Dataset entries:
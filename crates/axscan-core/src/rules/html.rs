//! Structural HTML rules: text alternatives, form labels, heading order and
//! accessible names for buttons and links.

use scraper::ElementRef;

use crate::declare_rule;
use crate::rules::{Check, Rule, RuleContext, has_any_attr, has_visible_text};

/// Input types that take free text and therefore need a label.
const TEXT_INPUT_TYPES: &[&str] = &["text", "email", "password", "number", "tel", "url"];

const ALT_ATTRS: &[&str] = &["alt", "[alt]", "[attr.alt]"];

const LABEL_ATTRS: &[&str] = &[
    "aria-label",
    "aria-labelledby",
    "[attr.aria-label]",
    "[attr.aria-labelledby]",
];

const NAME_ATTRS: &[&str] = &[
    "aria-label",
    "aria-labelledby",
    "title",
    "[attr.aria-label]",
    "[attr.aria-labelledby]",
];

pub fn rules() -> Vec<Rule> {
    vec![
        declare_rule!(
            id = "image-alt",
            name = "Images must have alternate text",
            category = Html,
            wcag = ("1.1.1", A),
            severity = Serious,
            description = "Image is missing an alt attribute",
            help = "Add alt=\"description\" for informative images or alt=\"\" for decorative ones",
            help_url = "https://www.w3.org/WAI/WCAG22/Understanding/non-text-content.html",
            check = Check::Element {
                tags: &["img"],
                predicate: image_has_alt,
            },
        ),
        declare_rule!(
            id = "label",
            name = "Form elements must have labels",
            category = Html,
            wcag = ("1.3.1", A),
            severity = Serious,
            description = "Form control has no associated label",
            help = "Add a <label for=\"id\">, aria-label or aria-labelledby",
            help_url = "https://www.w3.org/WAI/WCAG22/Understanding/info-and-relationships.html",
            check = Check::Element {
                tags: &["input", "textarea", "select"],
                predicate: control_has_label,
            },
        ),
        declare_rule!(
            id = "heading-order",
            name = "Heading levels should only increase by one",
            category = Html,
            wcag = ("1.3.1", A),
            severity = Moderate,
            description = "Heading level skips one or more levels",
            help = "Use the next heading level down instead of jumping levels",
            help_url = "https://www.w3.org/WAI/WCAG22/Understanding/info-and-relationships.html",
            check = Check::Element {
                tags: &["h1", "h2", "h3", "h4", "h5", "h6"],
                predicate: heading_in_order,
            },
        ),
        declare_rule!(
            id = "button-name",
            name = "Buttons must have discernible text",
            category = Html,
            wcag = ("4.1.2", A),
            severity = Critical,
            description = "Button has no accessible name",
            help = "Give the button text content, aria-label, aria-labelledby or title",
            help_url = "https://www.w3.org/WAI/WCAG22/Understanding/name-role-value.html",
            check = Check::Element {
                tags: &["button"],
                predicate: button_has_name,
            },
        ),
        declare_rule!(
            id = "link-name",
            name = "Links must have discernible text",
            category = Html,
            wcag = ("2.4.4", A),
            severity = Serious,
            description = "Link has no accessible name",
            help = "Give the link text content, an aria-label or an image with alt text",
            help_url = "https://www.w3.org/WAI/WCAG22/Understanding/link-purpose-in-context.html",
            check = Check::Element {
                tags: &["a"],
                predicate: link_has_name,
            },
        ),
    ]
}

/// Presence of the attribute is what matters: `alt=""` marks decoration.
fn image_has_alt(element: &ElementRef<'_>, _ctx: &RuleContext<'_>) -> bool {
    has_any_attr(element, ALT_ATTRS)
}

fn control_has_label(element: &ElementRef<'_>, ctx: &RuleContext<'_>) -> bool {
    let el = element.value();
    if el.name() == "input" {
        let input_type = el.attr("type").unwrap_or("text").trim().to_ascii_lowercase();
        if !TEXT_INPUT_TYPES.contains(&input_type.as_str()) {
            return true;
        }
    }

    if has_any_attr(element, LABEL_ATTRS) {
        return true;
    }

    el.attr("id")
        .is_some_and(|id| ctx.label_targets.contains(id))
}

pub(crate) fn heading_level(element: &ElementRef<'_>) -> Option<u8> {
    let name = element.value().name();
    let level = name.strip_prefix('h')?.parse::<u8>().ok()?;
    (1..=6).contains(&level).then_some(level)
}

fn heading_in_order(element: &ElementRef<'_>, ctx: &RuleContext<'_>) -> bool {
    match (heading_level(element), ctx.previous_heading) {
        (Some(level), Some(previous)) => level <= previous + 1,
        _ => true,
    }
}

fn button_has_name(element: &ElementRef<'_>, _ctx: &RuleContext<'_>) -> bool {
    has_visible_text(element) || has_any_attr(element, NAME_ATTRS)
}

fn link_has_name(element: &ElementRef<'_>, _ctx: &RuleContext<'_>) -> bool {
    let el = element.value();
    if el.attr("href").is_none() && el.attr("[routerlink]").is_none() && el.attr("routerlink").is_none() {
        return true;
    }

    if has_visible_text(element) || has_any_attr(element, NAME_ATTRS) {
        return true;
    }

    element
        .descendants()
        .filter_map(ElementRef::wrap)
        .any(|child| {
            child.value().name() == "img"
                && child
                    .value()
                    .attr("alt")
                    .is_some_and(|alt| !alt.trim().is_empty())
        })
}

_Problem to work on:_
What lines in the data include the string "discernible"? Copy each one.

_Written reply:_
            name = "Buttons must have discernible text",
            name = "Links must have discernible text",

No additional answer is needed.